Engagement is a fundamental human need. It is a power that resides in most people, waiting to be unlocked. People want to be engaged in what they do. If employers build the foundation, employees will do the rest.
—FROM MAGIC: FIVE KEYS TO UNLOCK THE POWER OF EMPLOYEE ENGAGEMENT
The idea of handing a stranger the keys to the front door of your home sounds a little fishy. Even with a quick email introduction, renting out your apartment on the Internet for a few days to some guy you’ve never met challenges common sense. But it’s an even greater stretch to set up an entire company based on the idea that you could entice millions of people to rent out their private abodes to strangers. But that’s exactly what “sharing economy” superstar Airbnb did, becoming the largest lodging provider on the planet and earning it the title of Inc. magazine’s “Company of the Year.”

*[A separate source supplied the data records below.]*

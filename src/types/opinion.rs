//! Advisory opinions returned by the AI client.

use serde::{Deserialize, Serialize};

use crate::types::TrendDirection;

/// Directional bias expressed by the advisory model.
#[derive(Debug, Clone, Copy, PartialEq, Eq, Serialize, Deserialize)]
#[serde(rename_all = "snake_case")]
pub enum AiBias {
    Bullish,
    Bearish,
    Neutral,
}

impl AiBias {
    pub fn label(&self) -> &'static str {
        match self {
            AiBias::Bullish => "Bullish",
            AiBias::Bearish => "Bearish",
            AiBias::Neutral => "Neutral",
        }
    }

    /// Whether this bias points the same way as a price trend.
    pub fn agrees_with_trend(&self, trend: TrendDirection) -> bool {
        matches!(
            (self, trend),
            (AiBias::Bullish, TrendDirection::Up) | (AiBias::Bearish, TrendDirection::Down)
        )
    }
}

/// A qualitative judgment for one indicator snapshot.
///
/// Held only while evaluating a single strategy decision; never stored.
#[derive(Debug, Clone, Serialize, Deserialize)]
#[serde(rename_all = "camelCase")]
pub struct AiOpinion {
    pub bias: AiBias,
    /// Model confidence, normalized to 0..1.
    pub confidence: f64,
    /// Free-text explanation from the model.
    pub rationale: String,
    /// Unix timestamp (ms) when the opinion was produced.
    pub generated_at: i64,
}

impl AiOpinion {
    pub fn new(bias: AiBias, confidence: f64, rationale: impl Into<String>, generated_at: i64) -> Self {
        Self {
            bias,
            confidence: confidence.clamp(0.0, 1.0),
            rationale: rationale.into(),
            generated_at,
        }
    }
}
#[cfg(test)]
mod tests {
    use super::*;
    use crate::types::StrikeEntry;
    use chrono::{DateTime, FixedOffset, TimeZone, Utc};

    /// Clock that treats every timestamp as in-session on its UTC date.
    struct AlwaysOpen;

    impl SessionClock for AlwaysOpen {
        fn is_open(&self, _now: DateTime<Utc>) -> bool {
            true
        }
        fn session_date(&self, now: DateTime<Utc>) -> Option<NaiveDate> {
            Some(now.date_naive())
        }
    }

    fn store() -> IndicatorStore {
        let config = WindowConfig {
            min_bars: 5,
            ..WindowConfig::default()
        };
        IndicatorStore::new(config, Arc::new(AlwaysOpen))
    }

    fn obs(ts: i64, price: f64, volume: f64) -> Observation {
        Observation::sample("NIFTY", ts, price, volume)
    }

    fn strike(strike: u32, call_oi: u64, put_oi: u64) -> StrikeEntry {
        StrikeEntry {
            strike,
            call_oi,
            put_oi,
            call_volume: 0,
            put_volume: 0,
            call_ltp: 0.0,
            put_ltp: 0.0,
            call_iv: None,
            put_iv: None,
        }
    }

    const T0: i64 = 1_786_500_000_000; // fixed in-session base timestamp

    #[test]
    fn test_cold_start_returns_none() {
        let store = store();
        for i in 0..4 {
            assert!(store.update(obs(T0 + i * 60_000, 100.0 + i as f64, 10.0)).is_none());
        }
        assert!(store.update(obs(T0 + 4 * 60_000, 104.0, 10.0)).is_some());
    }

    #[test]
    fn test_stale_observations_are_noops() {
        let store = store();
        let mut in_order = Vec::new();
        for i in 0..10 {
            in_order.push(store.update(obs(T0 + i * 60_000, 100.0 + i as f64, 10.0)));
        }
        let last = in_order.last().unwrap().clone().unwrap();

        // Replays and out-of-order arrivals change nothing.
        assert!(store.update(obs(T0 + 9 * 60_000, 200.0, 999.0)).is_none());
        assert!(store.update(obs(T0 + 3 * 60_000, 5.0, 999.0)).is_none());
        assert_eq!(store.stale_drops("NIFTY"), 2);
        assert_eq!(store.last_timestamp("NIFTY"), Some(T0 + 9 * 60_000));

        // The next in-order bar produces the same snapshot as if the
        // stale ones had never arrived.
        let next = store.update(obs(T0 + 10 * 60_000, 110.0, 10.0)).unwrap();
        assert_eq!(next.bar_count, last.bar_count + 1);
        assert!((next.vwap - expected_vwap(11)).abs() < 1e-9);
    }

    fn expected_vwap(bars: i64) -> f64 {
        // Bars are (100 + i) at equal volume.
        let total: f64 = (0..bars).map(|i| 100.0 + i as f64).sum();
        total / bars as f64
    }

    #[test]
    fn test_incremental_vwap_matches_batch() {
        let store = store();
        let prices: Vec<f64> = (0..50).map(|i| 100.0 + (i as f64 * 0.37).sin() * 5.0).collect();
        let volumes: Vec<f64> = (0..50).map(|i| 1_000.0 + (i % 7) as f64 * 130.0).collect();

        let mut last = None;
        for i in 0..50 {
            last = store.update(obs(T0 + i as i64 * 60_000, prices[i], volumes[i])).or(last);
        }

        let batch_pv: f64 = prices.iter().zip(&volumes).map(|(p, v)| p * v).sum();
        let batch_v: f64 = volumes.iter().sum();
        let batch_vwap = batch_pv / batch_v;
        assert!((last.unwrap().vwap - batch_vwap).abs() < 1e-9);
    }

    #[test]
    fn test_vwap_resets_at_session_boundary() {
        let store = store();
        for i in 0..10 {
            store.update(obs(T0 + i * 60_000, 100.0, 10.0));
        }

        // Next trading day: only the new day's bars contribute.
        let next_day = T0 + 24 * 3600 * 1000;
        let mut snap = None;
        for i in 0..10 {
            snap = store.update(obs(next_day + i * 60_000, 200.0, 10.0)).or(snap);
        }
        assert!((snap.unwrap().vwap - 200.0).abs() < 1e-9);
    }

    #[test]
    fn test_out_of_session_observations_ignored() {
        let config = WindowConfig {
            min_bars: 1,
            ..WindowConfig::default()
        };
        let store = IndicatorStore::new(
            config,
            Arc::new(crate::services::session::IstSessionClock::new()),
        );

        // 2026-08-07 03:00 IST — hours before the open.
        let offset = FixedOffset::east_opt(5 * 3600 + 30 * 60).unwrap();
        let closed = offset
            .with_ymd_and_hms(2026, 8, 7, 3, 0, 0)
            .unwrap()
            .timestamp_millis();
        assert!(store.update(obs(closed, 100.0, 10.0)).is_none());
        assert_eq!(store.bar_count("NIFTY"), 0);
    }

    #[test]
    fn test_pcr_undefined_with_zero_call_oi() {
        let store = store();
        let chain = ChainSnapshot {
            expiry: "2026-08-13".into(),
            strikes: vec![strike(22_900, 0, 500), strike(23_000, 0, 800)],
        };
        let mut snap = None;
        for i in 0..6 {
            let mut o = obs(T0 + i * 60_000, 100.0, 10.0);
            if i == 5 {
                o = o.with_chain(chain.clone());
            }
            snap = store.update(o).or(snap);
        }
        let snap = snap.unwrap();
        assert_eq!(snap.pcr, None);
        let chain = snap.chain.unwrap();
        assert_eq!(chain.total_put_oi, 1_300);
        assert_eq!(chain.max_call_oi_strike, None);
    }

    #[test]
    fn test_pcr_from_chain_totals() {
        let store = store();
        let chain = ChainSnapshot {
            expiry: "2026-08-13".into(),
            strikes: vec![strike(22_900, 400, 600), strike(23_000, 600, 900)],
        };
        let mut snap = None;
        for i in 0..6 {
            let o = obs(T0 + i * 60_000, 100.0, 10.0).with_chain(chain.clone());
            snap = store.update(o).or(snap);
        }
        assert!((snap.unwrap().pcr.unwrap() - 1.5).abs() < 1e-9);
    }

    #[test]
    fn test_oi_change_tracked_between_chains() {
        let store = store();
        let first = ChainSnapshot {
            expiry: "2026-08-13".into(),
            strikes: vec![strike(23_000, 1_000, 1_000)],
        };
        let second = ChainSnapshot {
            expiry: "2026-08-13".into(),
            strikes: vec![strike(23_000, 1_200, 900)],
        };
        for i in 0..6 {
            store.update(obs(T0 + i * 60_000, 100.0, 10.0).with_chain(first.clone()));
        }
        let snap = store
            .update(obs(T0 + 6 * 60_000, 100.0, 10.0).with_chain(second))
            .unwrap();
        let chain = snap.chain.unwrap();
        let (strike_id, change) = chain.top_call_oi_change.unwrap();
        assert_eq!(strike_id, 23_000);
        assert!((change - 20.0).abs() < 1e-9);
        let (_, put_change) = chain.top_put_oi_change.unwrap();
        assert!((put_change + 10.0).abs() < 1e-9);
    }

    #[test]
    fn test_levels_found_at_swing_points() {
        let config = WindowConfig {
            min_bars: 5,
            level_lookback: 2,
            ..WindowConfig::default()
        };
        let store = IndicatorStore::new(config, Arc::new(AlwaysOpen));

        // Rise to 105, dip to 101, rally through the old high.
        let path = [100.0, 102.0, 104.0, 105.0, 104.0, 102.0, 101.0, 102.0, 103.0, 104.0];
        let mut snap = None;
        for (i, price) in path.iter().enumerate() {
            snap = store.update(obs(T0 + i as i64 * 60_000, *price, 10.0)).or(snap);
        }
        let snap = snap.unwrap();
        assert_eq!(snap.resistance_levels, vec![105.0]);
        assert_eq!(snap.support_levels, vec![101.0]);
        assert_eq!(snap.support, Some(101.0));
        assert_eq!(snap.resistance, Some(105.0));
    }

    #[test]
    fn test_nearby_levels_deduplicated() {
        let config = WindowConfig {
            min_bars: 5,
            level_lookback: 1,
            level_epsilon_pct: 0.5,
            ..WindowConfig::default()
        };
        let store = IndicatorStore::new(config, Arc::new(AlwaysOpen));

        // Two swing highs 0.2% apart collapse into one level.
        let path = [100.0, 104.9, 100.0, 105.1, 100.0, 101.0, 100.5];
        let mut snap = None;
        for (i, price) in path.iter().enumerate() {
            snap = store.update(obs(T0 + i as i64 * 60_000, *price, 10.0)).or(snap);
        }
        let snap = snap.unwrap();
        let highs = snap.resistance_levels.iter().filter(|l| **l > 103.0).count();
        assert_eq!(highs, 1, "levels: {:?}", snap.resistance_levels);
    }

    #[test]
    fn test_window_evicts_by_time() {
        let config = WindowConfig {
            span_secs: 300,
            min_bars: 1,
            ..WindowConfig::default()
        };
        let store = IndicatorStore::new(config, Arc::new(AlwaysOpen));
        for i in 0..10 {
            store.update(obs(T0 + i * 60_000, 100.0, 10.0));
        }
        // 300s span at 60s spacing keeps at most 6 bars.
        assert!(store.bar_count("NIFTY") <= 6);
    }

    #[test]
    fn test_trend_direction() {
        {
            let store = store();
            let mut snap = None;
            for i in 0..20 {
                snap = store.update(obs(T0 + i * 60_000, 100.0 + i as f64, 10.0)).or(snap);
            }
            assert_eq!(snap.unwrap().trend, TrendDirection::Up);
        }

        {
            let store = store();
            let mut snap = None;
            for i in 0..20 {
                snap = store.update(obs(T0 + i * 60_000, 200.0 - i as f64, 10.0)).or(snap);
            }
            assert_eq!(snap.unwrap().trend, TrendDirection::Down);
        }
    }
}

Admirable as this new, disruptive business model is, it’s not why we have a big man-crush on the company. We admire Airbnb because it’s the first high-profile unicorn—and one of the first companies, period—to create the position of chief employee experience officer.
The exact title is global head of employee experience, but you get the gist. Since that time, we’ve noticed a number of business cards claiming similar titles. Creating such a position legitimizes the growing importance of the Employee Experience, or EX, to organizational success. Not just in a corporate setting, mind you, but in healthcare, academia, ...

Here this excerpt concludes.